Margaret Thatcher and Mikhail Gorbachev in 1988. Photo by Hulton Archive/Getty Images.

The world lost one of the great ones Monday: Former UK Prime Minister Margaret Thatcher passed away, aged 87. Twenty-three years after her rule, the UK’s longest-serving PM remains a polarizing figure, but there’s no arguing against her achievements. Not that her record’s perfect—she did much to advance freedom and free markets in the UK and globally, but like every politician, she had some policy duds. Still, her legacy is unmistakable, and her successes and failures alike taught the world some important lessons.

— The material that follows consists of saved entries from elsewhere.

use clap::Args;
use rust_decimal::Decimal;
use serde_json::Value;

use fincalc_core::loans::eligibility::{self, EligibilityInput};
use fincalc_core::loans::emi::{self, EmiInput, PrepaymentType, ScheduleInput};
use fincalc_core::record::CalculationRecord;

use crate::input;

use super::{decimal_map, parse_currency, write_record};

/// Arguments for EMI calculation
#[derive(Args)]
pub struct EmiArgs {
    /// Path to JSON input file
    #[arg(long)]
    pub input: Option<String>,

    /// Loan principal
    #[arg(long)]
    pub principal: Option<Decimal>,

    /// Annual interest rate in percent
    #[arg(long)]
    pub rate: Option<Decimal>,

    /// Loan tenure in years
    #[arg(long)]
    pub tenure: Option<Decimal>,

    /// Record/display currency (INR, USD, EUR, GBP)
    #[arg(long, default_value = "INR")]
    pub currency: String,

    /// Write the wrapped calculation record to this JSON file
    #[arg(long)]
    pub record: Option<String>,
}

/// Arguments for amortization schedule generation
#[derive(Args)]
pub struct ScheduleArgs {
    /// Path to JSON input file
    #[arg(long)]
    pub input: Option<String>,

    /// Loan principal
    #[arg(long)]
    pub principal: Option<Decimal>,

    /// Annual interest rate in percent
    #[arg(long)]
    pub rate: Option<Decimal>,

    /// Loan tenure in years
    #[arg(long)]
    pub tenure: Option<Decimal>,

    /// One-time prepayment applied in month 1
    #[arg(long, default_value = "0")]
    pub prepayment: Decimal,
}

/// Arguments for loan eligibility check
#[derive(Args)]
pub struct EligibilityArgs {
    /// Path to JSON input file
    #[arg(long)]
    pub input: Option<String>,

    /// Net monthly income
    #[arg(long)]
    pub income: Option<Decimal>,

    /// Total existing EMIs
    #[arg(long, default_value = "0")]
    pub existing_emi: Decimal,

    /// FOIR in percent
    #[arg(long, default_value = "40")]
    pub foir: Decimal,

    /// Annual interest rate in percent
    #[arg(long)]
    pub rate: Option<Decimal>,

    /// Loan tenure in years
    #[arg(long)]
    pub tenure: Option<Decimal>,

    /// Record/display currency (INR, USD, EUR, GBP)
    #[arg(long, default_value = "INR")]
    pub currency: String,

    /// Write the wrapped calculation record to this JSON file
    #[arg(long)]
    pub record: Option<String>,
}

pub fn run_emi(args: EmiArgs) -> Result<Value, Box<dyn std::error::Error>> {
    let emi_input: EmiInput = if let Some(ref path) = args.input {
        input::read_json(path)?
    } else if let (Some(principal), Some(rate), Some(tenure)) =
        (args.principal, args.rate, args.tenure)
    {
        EmiInput {
            principal,
            annual_rate: rate,
            tenure_years: tenure,
        }
    } else if let Some(data) = input::read_stdin()? {
        serde_json::from_value(data)?
    } else {
        return Err("--principal, --rate and --tenure (or --input <file.json>) required".into());
    };

    let result = emi::compute_emi(&emi_input)?;

    if let Some(ref path) = args.record {
        let record = CalculationRecord::emi(
            decimal_map(&[
                ("principal", emi_input.principal),
                ("annual_rate", emi_input.annual_rate),
                ("tenure_years", emi_input.tenure_years),
            ]),
            decimal_map(&[("emi", result.result.emi)]),
            parse_currency(&args.currency)?,
        )?;
        write_record(&record, path)?;
    }

    Ok(serde_json::to_value(result)?)
}

pub fn run_schedule(args: ScheduleArgs) -> Result<Value, Box<dyn std::error::Error>> {
    let schedule_input: ScheduleInput = if let Some(ref path) = args.input {
        input::read_json(path)?
    } else if let (Some(principal), Some(rate), Some(tenure)) =
        (args.principal, args.rate, args.tenure)
    {
        ScheduleInput {
            principal,
            annual_rate: rate,
            tenure_years: tenure,
            prepayment: args.prepayment,
            prepayment_type: PrepaymentType::OneTime,
        }
    } else if let Some(data) = input::read_stdin()? {
        serde_json::from_value(data)?
    } else {
        return Err("--principal, --rate and --tenure (or --input <file.json>) required".into());
    };

    let result = emi::generate_schedule(&schedule_input)?;
    Ok(serde_json::to_value(result)?)
}

pub fn run_eligibility(args: EligibilityArgs) -> Result<Value, Box<dyn std::error::Error>> {
    let el_input: EligibilityInput = if let Some(ref path) = args.input {
        input::read_json(path)?
    } else if let (Some(income), Some(rate), Some(tenure)) = (args.income, args.rate, args.tenure)
    {
        EligibilityInput {
            monthly_income: income,
            existing_emi: args.existing_emi,
            foir_percent: args.foir,
            annual_rate: rate,
            tenure_years: tenure,
        }
    } else if let Some(data) = input::read_stdin()? {
        serde_json::from_value(data)?
    } else {
        return Err("--income, --rate and --tenure (or --input <file.json>) required".into());
    };

    let result = eligibility::compute_eligibility(&el_input)?;

    if let Some(ref path) = args.record {
        let record = CalculationRecord::loan_eligibility(
            decimal_map(&[
                ("monthly_income", el_input.monthly_income),
                ("existing_emi", el_input.existing_emi),
                ("foir_percent", el_input.foir_percent),
                ("annual_rate", el_input.annual_rate),
                ("tenure_years", el_input.tenure_years),
            ]),
            decimal_map(&[
                ("max_emi", result.result.max_emi),
                ("max_loan_amount", result.result.max_loan_amount),
            ]),
            parse_currency(&args.currency)?,
        )?;
        write_record(&record, path)?;
    }

    Ok(serde_json::to_value(result)?)
}
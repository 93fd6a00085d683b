use clap::Args;
use rust_decimal::Decimal;
use serde_json::Value;

use fincalc_core::deposits::fd::{self, Compounding, FdInput};
use fincalc_core::deposits::rd::{self, RdInput};
use fincalc_core::record::CalculationRecord;

use crate::input;

use super::{decimal_map, parse_currency, write_record};

/// Arguments for fixed deposit maturity
#[derive(Args)]
pub struct FdArgs {
    /// Path to JSON input file
    #[arg(long)]
    pub input: Option<String>,

    /// Deposit amount
    #[arg(long)]
    pub principal: Option<Decimal>,

    /// Annual interest rate in percent
    #[arg(long)]
    pub rate: Option<Decimal>,

    /// Tenure in years
    #[arg(long)]
    pub tenure: Option<Decimal>,

    /// Compounding frequency: monthly, quarterly, half-yearly, annual
    #[arg(long, default_value = "quarterly")]
    pub compounding: Compounding,

    /// Record/display currency (INR, USD, EUR, GBP)
    #[arg(long, default_value = "INR")]
    pub currency: String,

    /// Write the wrapped calculation record to this JSON file
    #[arg(long)]
    pub record: Option<String>,
}

/// Arguments for recurring deposit maturity
#[derive(Args)]
pub struct RdArgs {
    /// Path to JSON input file
    #[arg(long)]
    pub input: Option<String>,

    /// Monthly deposit amount
    #[arg(long)]
    pub deposit: Option<Decimal>,

    /// Annual interest rate in percent
    #[arg(long)]
    pub rate: Option<Decimal>,

    /// Tenure in years
    #[arg(long)]
    pub tenure: Option<Decimal>,

    /// Record/display currency (INR, USD, EUR, GBP)
    #[arg(long, default_value = "INR")]
    pub currency: String,

    /// Write the wrapped calculation record to this JSON file
    #[arg(long)]
    pub record: Option<String>,
}

pub fn run_fd(args: FdArgs) -> Result<Value, Box<dyn std::error::Error>> {
    let fd_input: FdInput = if let Some(ref path) = args.input {
        input::read_json(path)?
    } else if let (Some(principal), Some(rate), Some(tenure)) =
        (args.principal, args.rate, args.tenure)
    {
        FdInput {
            principal,
            annual_rate: rate,
            tenure_years: tenure,
            compounding: args.compounding,
        }
    } else if let Some(data) = input::read_stdin()? {
        serde_json::from_value(data)?
    } else {
        return Err("--principal, --rate and --tenure (or --input <file.json>) required".into());
    };

    let result = fd::compute_fd(&fd_input)?;

    if let Some(ref path) = args.record {
        let record = CalculationRecord::fd(
            decimal_map(&[
                ("principal", fd_input.principal),
                ("annual_rate", fd_input.annual_rate),
                ("tenure_years", fd_input.tenure_years),
            ]),
            decimal_map(&[
                ("maturity_amount", result.result.maturity_amount),
                ("interest_earned", result.result.interest_earned),
                ("total_investment", result.result.total_investment),
            ]),
            parse_currency(&args.currency)?,
        )?;
        write_record(&record, path)?;
    }

    Ok(serde_json::to_value(result)?)
}

pub fn run_rd(args: RdArgs) -> Result<Value, Box<dyn std::error::Error>> {
    let rd_input: RdInput = if let Some(ref path) = args.input {
        input::read_json(path)?
    } else if let (Some(deposit), Some(rate), Some(tenure)) = (args.deposit, args.rate, args.tenure)
    {
        RdInput {
            monthly_deposit: deposit,
            annual_rate: rate,
            tenure_years: tenure,
        }
    } else if let Some(data) = input::read_stdin()? {
        serde_json::from_value(data)?
    } else {
        return Err("--deposit, --rate and --tenure (or --input <file.json>) required".into());
    };

    let result = rd::compute_rd(&rd_input)?;

    if let Some(ref path) = args.record {
        let record = CalculationRecord::rd(
            decimal_map(&[
                ("monthly_deposit", rd_input.monthly_deposit),
                ("annual_rate", rd_input.annual_rate),
                ("tenure_years", rd_input.tenure_years),
            ]),
            decimal_map(&[
                ("maturity_amount", result.result.maturity_amount),
                ("interest_earned", result.result.interest_earned),
                ("total_investment", result.result.total_investment),
            ]),
            parse_currency(&args.currency)?,
        )?;
        write_record(&record, path)?;
    }

    Ok(serde_json::to_value(result)?)
}
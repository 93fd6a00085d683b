//! EMI calculation and month-by-month amortization.
//!
//! The schedule is a simulation, not a closed form: each month accrues
//! interest on the outstanding balance, the fixed EMI splits into interest
//! and principal, and an optional lump-sum prepayment is absorbed as extra
//! principal in month 1. Early payoff shortens the schedule.

use rust_decimal::Decimal;
use serde::{Deserialize, Serialize};
use std::time::Instant;

use crate::error::FinCalcError;
use crate::time_value;
use crate::types::{round_money, with_metadata, ComputationOutput, Money, Rate, Years};
use crate::FinCalcResult;

// ---------------------------------------------------------------------------
// Types
// ---------------------------------------------------------------------------

/// Input parameters for an EMI calculation.
#[derive(Debug, Clone, Serialize, Deserialize)]
pub struct EmiInput {
    /// Loan principal.
    pub principal: Money,
    /// Annual interest rate in percent (8.5 = 8.5%).
    pub annual_rate: Rate,
    /// Loan tenure in years. Fractional tenures are allowed.
    pub tenure_years: Years,
}

/// EMI calculation result.
#[derive(Debug, Clone, Serialize, Deserialize)]
pub struct EmiOutput {
    /// Fixed monthly installment.
    pub emi: Money,
}

/// How a prepayment is applied. Only the one-time month-1 lump sum is
/// modelled; `Recurring` is accepted for forward compatibility and warned
/// about.
#[derive(Debug, Clone, Copy, Default, PartialEq, Eq, Serialize, Deserialize)]
#[serde(rename_all = "kebab-case")]
pub enum PrepaymentType {
    #[default]
    OneTime,
    Recurring,
}

/// Input parameters for an amortization schedule.
#[derive(Debug, Clone, Serialize, Deserialize)]
pub struct ScheduleInput {
    pub principal: Money,
    pub annual_rate: Rate,
    pub tenure_years: Years,
    /// Lump-sum prepayment applied as extra principal in month 1.
    #[serde(default)]
    pub prepayment: Money,
    #[serde(default)]
    pub prepayment_type: PrepaymentType,
}

/// One month of the loan's life.
#[derive(Debug, Clone, PartialEq, Serialize, Deserialize)]
pub struct AmortizationRow {
    pub month: u32,
    pub opening_balance: Money,
    pub emi_payment: Money,
    pub interest_payment: Money,
    pub principal_payment: Money,
    pub closing_balance: Money,
}

/// Full amortization result.
#[derive(Debug, Clone, Serialize, Deserialize)]
pub struct ScheduleOutput {
    pub schedule: Vec<AmortizationRow>,
    pub total_interest: Money,
    pub total_payment: Money,
    /// Number of months actually paid; less than the contractual tenure
    /// when a prepayment accelerates payoff.
    pub actual_tenure: u32,
}

// ---------------------------------------------------------------------------
// Validation
// ---------------------------------------------------------------------------

fn validate_loan(principal: Money, annual_rate: Rate, tenure_years: Years) -> FinCalcResult<()> {
    if principal <= Decimal::ZERO {
        return Err(FinCalcError::InvalidInput {
            field: "principal".into(),
            reason: "loan principal must be greater than zero".into(),
        });
    }
    if annual_rate < Decimal::ZERO {
        return Err(FinCalcError::InvalidInput {
            field: "annual_rate".into(),
            reason: "interest rate cannot be negative".into(),
        });
    }
    if tenure_years <= Decimal::ZERO {
        return Err(FinCalcError::InvalidInput {
            field: "tenure_years".into(),
            reason: "tenure must be greater than zero".into(),
        });
    }
    Ok(())
}

// ---------------------------------------------------------------------------
// Core functions
// ---------------------------------------------------------------------------

/// EMI as quoted: the zero-rate straight-line case stays exact, the
/// annuity case rounds to the paise like any published installment.
fn emi_value(principal: Money, annual_rate: Rate, tenure_years: Years) -> FinCalcResult<Money> {
    let months = time_value::total_months(tenure_years);
    let rate = time_value::monthly_rate(annual_rate);
    let payment = time_value::annuity_payment(principal, rate, months)?;
    if rate.is_zero() {
        Ok(payment)
    } else {
        Ok(round_money(payment))
    }
}

/// Compute the fixed Equated Monthly Installment for a loan.
pub fn compute_emi(input: &EmiInput) -> FinCalcResult<ComputationOutput<EmiOutput>> {
    let start = Instant::now();
    validate_loan(input.principal, input.annual_rate, input.tenure_years)?;

    let emi = emi_value(input.principal, input.annual_rate, input.tenure_years)?;

    Ok(with_metadata(
        "Equated monthly installment (fixed-payment annuity)",
        input,
        Vec::new(),
        start.elapsed().as_micros() as u64,
        EmiOutput { emi },
    ))
}

/// Simulate a loan month by month and produce its amortization schedule.
pub fn generate_schedule(
    input: &ScheduleInput,
) -> FinCalcResult<ComputationOutput<ScheduleOutput>> {
    let start = Instant::now();
    let mut warnings: Vec<String> = Vec::new();

    validate_loan(input.principal, input.annual_rate, input.tenure_years)?;
    if input.prepayment < Decimal::ZERO {
        return Err(FinCalcError::InvalidInput {
            field: "prepayment".into(),
            reason: "prepayment cannot be negative".into(),
        });
    }
    if input.prepayment >= input.principal {
        return Err(FinCalcError::InvalidInput {
            field: "prepayment".into(),
            reason: "prepayment must be less than the loan principal".into(),
        });
    }
    if input.prepayment_type == PrepaymentType::Recurring && input.prepayment > Decimal::ZERO {
        warnings.push(
            "recurring prepayments are not modelled; the amount is applied once in month 1"
                .to_string(),
        );
    }

    let monthly_rate = time_value::monthly_rate(input.annual_rate);
    let months = time_value::whole_months(input.tenure_years);
    let emi = emi_value(input.principal, input.annual_rate, input.tenure_years)?;

    let mut schedule = Vec::with_capacity(months as usize);
    let mut balance = input.principal;
    let mut total_interest = Decimal::ZERO;
    let mut total_principal = Decimal::ZERO;

    let mut month = 1u32;
    while month <= months && balance > Decimal::ZERO {
        let interest = balance * monthly_rate;
        let mut principal_part = emi - interest;

        // One-time lump sum lands in the first period
        if month == 1 && input.prepayment > Decimal::ZERO {
            principal_part += input.prepayment;
        }

        // Final-month adjustment: never pay past zero
        if principal_part > balance {
            principal_part = balance;
        }

        let opening = balance;
        balance -= principal_part;
        total_interest += interest;
        total_principal += principal_part;

        let emi_paid = if month == 1 && input.prepayment > Decimal::ZERO {
            emi + input.prepayment
        } else {
            emi
        };

        schedule.push(AmortizationRow {
            month,
            opening_balance: round_money(opening),
            emi_payment: emi_paid,
            interest_payment: round_money(interest),
            principal_payment: round_money(principal_part),
            closing_balance: round_money(balance),
        });

        month += 1;
    }

    let actual_tenure = schedule.len() as u32;
    let output = ScheduleOutput {
        schedule,
        total_interest: round_money(total_interest),
        total_payment: round_money(total_principal + total_interest),
        actual_tenure,
    };

    Ok(with_metadata(
        "Month-by-month amortization at fixed EMI",
        input,
        warnings,
        start.elapsed().as_micros() as u64,
        output,
    ))
}

#[cfg(test)]
mod tests {
    use super::*;
    use rust_decimal_macros::dec;

    #[test]
    fn zero_rate_emi_is_exact_straight_line() {
        let input = EmiInput {
            principal: dec!(120000),
            annual_rate: Decimal::ZERO,
            tenure_years: dec!(10),
        };
        let out = compute_emi(&input).unwrap();
        assert_eq!(out.result.emi, dec!(120000) / dec!(120));
    }

    #[test]
    fn emi_reference_value() {
        let input = EmiInput {
            principal: dec!(1000000),
            annual_rate: dec!(8.5),
            tenure_years: dec!(10),
        };
        let out = compute_emi(&input).unwrap();
        assert_eq!(out.result.emi, dec!(12398.57));
    }

    #[test]
    fn rejects_nonpositive_principal_and_tenure() {
        let bad = EmiInput {
            principal: Decimal::ZERO,
            annual_rate: dec!(8.5),
            tenure_years: dec!(10),
        };
        assert!(matches!(
            compute_emi(&bad),
            Err(FinCalcError::InvalidInput { .. })
        ));

        let bad = EmiInput {
            principal: dec!(100000),
            annual_rate: dec!(8.5),
            tenure_years: Decimal::ZERO,
        };
        assert!(compute_emi(&bad).is_err());
    }

    #[test]
    fn rejects_negative_rate() {
        let bad = EmiInput {
            principal: dec!(100000),
            annual_rate: dec!(-1),
            tenure_years: dec!(5),
        };
        assert!(compute_emi(&bad).is_err());
    }

    #[test]
    fn schedule_pays_down_to_zero() {
        let input = ScheduleInput {
            principal: dec!(500000),
            annual_rate: dec!(9),
            tenure_years: dec!(5),
            prepayment: Decimal::ZERO,
            prepayment_type: PrepaymentType::OneTime,
        };
        let out = generate_schedule(&input).unwrap().result;
        assert!(out.actual_tenure <= 60);
        let last = out.schedule.last().unwrap();
        assert_eq!(last.closing_balance, dec!(0.00));
    }

    #[test]
    fn opening_balance_chains_to_prior_closing() {
        let input = ScheduleInput {
            principal: dec!(250000),
            annual_rate: dec!(7.25),
            tenure_years: dec!(3),
            prepayment: Decimal::ZERO,
            prepayment_type: PrepaymentType::OneTime,
        };
        let out = generate_schedule(&input).unwrap().result;
        for pair in out.schedule.windows(2) {
            assert_eq!(pair[1].opening_balance, pair[0].closing_balance);
        }
    }

    #[test]
    fn prepayment_shows_in_first_row_only() {
        let input = ScheduleInput {
            principal: dec!(1000000),
            annual_rate: dec!(8.5),
            tenure_years: dec!(10),
            prepayment: dec!(100000),
            prepayment_type: PrepaymentType::OneTime,
        };
        let out = generate_schedule(&input).unwrap().result;
        let first = &out.schedule[0];
        let second = &out.schedule[1];
        assert_eq!(first.emi_payment - second.emi_payment, dec!(100000));
    }

    #[test]
    fn recurring_selection_warns_but_computes() {
        let input = ScheduleInput {
            principal: dec!(1000000),
            annual_rate: dec!(8.5),
            tenure_years: dec!(10),
            prepayment: dec!(50000),
            prepayment_type: PrepaymentType::Recurring,
        };
        let out = generate_schedule(&input).unwrap();
        assert_eq!(out.warnings.len(), 1);
        assert!(out.result.actual_tenure < 120);
    }

    #[test]
    fn prepayment_at_or_above_principal_rejected() {
        let input = ScheduleInput {
            principal: dec!(100000),
            annual_rate: dec!(8.5),
            tenure_years: dec!(10),
            prepayment: dec!(100000),
            prepayment_type: PrepaymentType::OneTime,
        };
        assert!(generate_schedule(&input).is_err());
    }

    #[test]
    fn fractional_tenure_truncates_schedule() {
        let input = ScheduleInput {
            principal: dec!(10000),
            annual_rate: dec!(12),
            tenure_years: dec!(0.4),
            prepayment: Decimal::ZERO,
            prepayment_type: PrepaymentType::OneTime,
        };
        let out = generate_schedule(&input).unwrap().result;
        // 0.4y = 4.8 months -> 4 scheduled periods, balance left outstanding
        assert_eq!(out.actual_tenure, 4);
        assert!(out.schedule.last().unwrap().closing_balance > Decimal::ZERO);
    }
}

The biggest: Capitalism is the best way—for economic growth and personal freedom. Eastern Europe was a dreary place under communism. People lived under tyranny, and for most, even modest personal wealth wasn’t worth hoping for. But Thatcher (along with Ronald Reagan, Karol Wojtyla, Vaclav Havel and others) stood up for their human rights, helped tear down the Iron Curtain and gave former Soviet satellites some of the tools they needed to rebuild. The capitalist systems states like Czechoslovakia (and later the Czech Republic), Estonia, Latvia, Poland, Lithuania and others adopted bore her imprint, and today, these nations have vibrant economies with free, flourishing, prosperous citizens.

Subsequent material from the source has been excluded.